Solve the following : If the curves ax² + by² = 1 and a'x² + b'y² = 1, intersect orthogonally, then prove that `(1)/a - (1)/b = (1)/a' - (1)/b'`.

Answer 1

Let P(x₁, y₁) be the point of intersection of the curves.

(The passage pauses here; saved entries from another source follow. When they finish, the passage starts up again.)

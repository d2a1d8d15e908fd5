//! tetherd: Tether messaging bridge daemon.

use std::sync::Arc;

use anyhow::{Context, Result};
use tokio::sync::broadcast;

use tether_core::config::TetherConfig;
use tether_services::{Connector, LinkConnector, Manager, Server, StreamTransport};

mod handlers;
mod listener;

#[tokio::main]
async fn main() -> Result<()> {
    tracing_subscriber::fmt()
        .with_env_filter(tracing_subscriber::EnvFilter::from_default_env())
        .init();

    // Load config
    if let Err(e) = TetherConfig::write_default_if_missing() {
        tracing::warn!(error = %e, "failed to write default config");
    }
    let config = TetherConfig::load().unwrap_or_else(|e| {
        tracing::warn!(error = %e, "failed to load config, using defaults");
        TetherConfig::default()
    });
    let hostname = config.identity.hostname.clone();
    tracing::info!(
        hostname = %hostname,
        listen = %config.network.listen_addr,
        format = ?config.network.wire_format,
        "tetherd starting"
    );

    // ── Shutdown channel ─────────────────────────────────────────────────────
    let (shutdown_tx, _) = broadcast::channel::<()>(1);

    {
        let shutdown = shutdown_tx.clone();
        tokio::spawn(async move {
            tokio::signal::ctrl_c().await.ok();
            tracing::info!("shutdown signal received");
            let _ = shutdown.send(());
        });
    }

    // ── Connectors ───────────────────────────────────────────────────────────
    let server = Arc::new(
        Server::new(hostname.clone(), config.network.wire_format)
            .configure(&config.messaging, &config.server),
    );

    let mut manager = Manager::new(hostname.clone())
        .configure(&config.messaging)
        .context("invalid messaging config")?;
    manager.subscribe(handlers::message_logger());
    manager.subscribe(handlers::ping_responder());
    manager.add_connector(server.clone() as Arc<dyn Connector>)?;

    let mut uplink_tasks = Vec::new();
    for addr in &config.network.uplinks {
        let transport = match StreamTransport::dial(addr.as_str()).await {
            Ok(t) => Arc::new(t),
            Err(e) => {
                tracing::warn!(uplink = %addr, error = %e, "uplink unreachable, skipping");
                continue;
            }
        };
        let link = Arc::new(
            LinkConnector::new(hostname.clone(), addr.clone(), config.network.wire_format, transport)
                .configure(&config.messaging),
        );
        manager.add_connector(link.clone() as Arc<dyn Connector>)?;

        let shutdown = shutdown_tx.subscribe();
        let addr = addr.clone();
        uplink_tasks.push(tokio::spawn(async move {
            if let Err(e) = link.run(shutdown).await {
                tracing::error!(uplink = %addr, error = %e, "uplink receive loop ended");
            }
        }));
    }
    tracing::info!(
        connectors = manager.connector_count(),
        uplinks = uplink_tasks.len(),
        "connectors ready"
    );
    let manager = Arc::new(manager);

    // ── Spawn tasks ──────────────────────────────────────────────────────────

    let listener_task = {
        let peer_listener = listener::PeerListener::bind(
            &config.network.listen_addr,
            server.clone(),
            shutdown_tx.subscribe(),
        )
        .await?;
        tokio::spawn(peer_listener.run())
    };

    let sweeper_task = tokio::spawn(
        server
            .clone()
            .run_sweeper(config.server.sweep_interval(), shutdown_tx.subscribe()),
    );

    // Announce ourselves once peers have had a moment to connect.
    let announce_task = {
        let manager = manager.clone();
        let delay = config.server.sweep_interval();
        tokio::spawn(async move {
            tokio::time::sleep(delay).await;
            match manager
                .broadcast(handlers::PING_PATH, Default::default(), None, None)
                .await
            {
                Ok(replies) => tracing::info!(replies = replies.len(), "startup ping answered"),
                Err(e) => tracing::warn!(error = %e, "startup ping failed"),
            }
        })
    };

    // ── Wait for exit ────────────────────────────────────────────────────────

    let mut shutdown_rx = shutdown_tx.subscribe();

    tokio::select! {
        _ = shutdown_rx.recv() => tracing::info!("shutting down"),
        r = listener_task      => tracing::error!("peer listener exited: {:?}", r),
        r = sweeper_task       => tracing::error!("peer sweeper exited: {:?}", r),
    }

    announce_task.abort();
    server.close_all();
    for task in uplink_tasks {
        task.abort();
    }

    Ok(())
}
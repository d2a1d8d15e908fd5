//! Response correlation: pairs an outbound request with inbound replies.
//!
//! A correlator is created for one outstanding call. It subscribes to every
//! publisher the request went out on *before* the request is transmitted, so
//! a reply that arrives immediately is never missed. Dropping the correlator
//! unsubscribes it, which covers completion, timeout and cancellation of the
//! waiting task alike.

use std::sync::Arc;
use std::time::Duration;

use tokio::sync::mpsc;
use tokio::time::Instant;

use tether_core::Message;

use crate::pubsub::{Publisher, Subscriber};

/// Forwards replies to the waiting call. Never blocks the publisher.
struct MatchQueue {
    request: Message,
    tx: mpsc::UnboundedSender<Message>,
}

impl Subscriber for MatchQueue {
    fn on_message(&self, message: &Message) {
        if message.correlates_with(&self.request) {
            // The receiver only goes away once the correlator is dropped.
            let _ = self.tx.send(message.clone());
        }
    }
}

pub struct ResponseCorrelator {
    subscriber: Arc<dyn Subscriber>,
    publishers: Vec<Publisher>,
    rx: mpsc::UnboundedReceiver<Message>,
}

impl ResponseCorrelator {
    /// Start listening for replies to `request` on every given publisher.
    pub fn attach<'a>(
        request: &Message,
        publishers: impl IntoIterator<Item = &'a Publisher>,
    ) -> Self {
        let (tx, rx) = mpsc::unbounded_channel();
        let subscriber: Arc<dyn Subscriber> = Arc::new(MatchQueue {
            request: request.clone(),
            tx,
        });
        let publishers: Vec<Publisher> = publishers.into_iter().cloned().collect();
        for publisher in &publishers {
            publisher.subscribe(subscriber.clone());
        }
        Self {
            subscriber,
            publishers,
            rx,
        }
    }

    /// Collect replies until `max_count` have arrived or `timeout` elapses.
    ///
    /// `None` collects until the deadline. An empty result means nobody
    /// answered in time; it is not an error. A timeout too large to form a
    /// deadline waits without one.
    pub async fn wait(mut self, timeout: Duration, max_count: Option<usize>) -> Vec<Message> {
        let deadline = Instant::now().checked_add(timeout);
        let mut replies = Vec::new();

        while max_count.map_or(true, |max| replies.len() < max) {
            let next = match deadline {
                Some(deadline) => tokio::time::timeout_at(deadline, self.rx.recv()).await,
                None => Ok(self.rx.recv().await),
            };
            match next {
                Ok(Some(reply)) => {
                    tracing::debug!(
                        session_id = %reply.session_id(),
                        sender = reply.sender(),
                        "correlated reply"
                    );
                    replies.push(reply);
                }
                Ok(None) | Err(_) => break,
            }
        }
        replies
    }
}

impl Drop for ResponseCorrelator {
    fn drop(&mut self) {
        for publisher in &self.publishers {
            publisher.unsubscribe(&self.subscriber);
        }
    }
}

∴ ax₁² + by₁² = 1 and a'x₁² + b'y₁² = 1
∴ ax₁² + by₁² = a'x₁² + b'y₁²
∴ (a – a')x₁² = (b' – b)y₁²                         ...(1)
Differentiating ax² + by² = 1 w.r.t. x, we get

`a xx 2x + b xx 2y dy/dx = 0`

∴ `dy/dx = (-ax)/(by)`
∴ slope of the tangent at (x₁, y₁) = m₁

= `(dy/dx)_("at" (x_1, y_1)) = (-a'x_1)/(b'y_1)`
Since. curves intersect each other orthogonally,
m₁m₂ = – 1

∴ `((-ax_1)/(by_1))((-a'x_1)/(b'y_1))` = – 1

∴`(aa'x_1^2)/(b  b'y_1^2)` = – 1

∴ `(aa')/(b b') = (-y_1^2)/(x_1^2)`

∴ `(aa')/(b b') = ((a - a')/(b - b'))`                  ...[By (1)]

∴ `(a - a')/(aa') = (a - a')/(b b')`

∴ `(1)/a' - (1)/a = (1)/b' - (1)/b`

∴ `(1)/a - (1)/b = (1)/a' - (1)/b'`.